**ABOUT THIS TASK**
The records that follow are to be repeated without alteration.

**DATA FOR THE TASK**
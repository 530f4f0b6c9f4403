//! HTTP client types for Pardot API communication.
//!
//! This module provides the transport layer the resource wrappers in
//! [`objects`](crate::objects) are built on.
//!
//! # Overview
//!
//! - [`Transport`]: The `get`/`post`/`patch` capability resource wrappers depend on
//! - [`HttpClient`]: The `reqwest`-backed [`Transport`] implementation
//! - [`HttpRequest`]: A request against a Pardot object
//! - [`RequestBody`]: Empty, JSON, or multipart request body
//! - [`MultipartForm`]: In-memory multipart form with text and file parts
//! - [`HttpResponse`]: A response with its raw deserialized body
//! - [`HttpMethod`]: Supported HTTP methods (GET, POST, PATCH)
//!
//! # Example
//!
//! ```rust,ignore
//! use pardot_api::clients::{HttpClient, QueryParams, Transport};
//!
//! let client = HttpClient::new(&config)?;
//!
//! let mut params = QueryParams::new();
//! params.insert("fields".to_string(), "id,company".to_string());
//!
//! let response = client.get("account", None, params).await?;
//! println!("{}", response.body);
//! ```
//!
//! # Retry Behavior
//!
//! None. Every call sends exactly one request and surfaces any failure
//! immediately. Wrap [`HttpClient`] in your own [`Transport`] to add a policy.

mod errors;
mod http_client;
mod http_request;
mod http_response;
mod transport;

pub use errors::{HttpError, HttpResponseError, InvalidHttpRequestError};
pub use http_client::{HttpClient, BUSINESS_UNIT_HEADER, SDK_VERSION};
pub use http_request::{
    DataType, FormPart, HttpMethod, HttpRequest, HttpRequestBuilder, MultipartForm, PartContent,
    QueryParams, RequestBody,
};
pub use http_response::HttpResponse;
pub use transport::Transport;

**SOLVED PROBLEM**
repository 530f4f0b6c9f4403
//! HTTP client types for Pardot API communication.
//!
//! This module provides the transport layer the resource wrappers in
//! [`objects`](crate::objects) are built on.
//!
//! # Overview
//!
//! - [`Transport`]: The `get`/`post`/`patch` capability resource wrappers depend on
//! - [`HttpClient`]: The `reqwest`-backed [`Transport`] implementation
//! - [`HttpRequest`]: A request against a Pardot object
//! - [`RequestBody`]: Empty, JSON, or multipart request body
//! - [`MultipartForm`]: In-memory multipart form with text and file parts
//! - [`HttpResponse`]: A response with its raw deserialized body
//! - [`HttpMethod`]: Supported HTTP methods (GET, POST, PATCH)
//!
//! # Example
//!
//! ```rust,ignore
//! use pardot_api::clients::{HttpClient, QueryParams, Transport};
//!
//! let client = HttpClient::new(&config)?;
//!
//! let mut params = QueryParams::new();
//! params.insert("fields".to_string(), "id,company".to_string());
//!
//! let response = client.get("account", None, params).await?;
//! println!("{}", response.body);
//! ```
//!
//! # Retry Behavior
//!
//! None. Every call sends exactly one request and surfaces any failure
//! immediately. Wrap [`HttpClient`] in your own [`Transport`] to add a policy.

mod errors;
mod http_client;
mod http_request;
mod http_response;
mod transport;

pub use errors::{HttpError, HttpResponseError, InvalidHttpRequestError};
pub use http_client::{HttpClient, BUSINESS_UNIT_HEADER, SDK_VERSION};
pub use http_request::{
    DataType, FormPart, HttpMethod, HttpRequest, HttpRequestBuilder, MultipartForm, PartContent,
    QueryParams, RequestBody,
};
pub use http_response::HttpResponse;
pub use transport::Transport;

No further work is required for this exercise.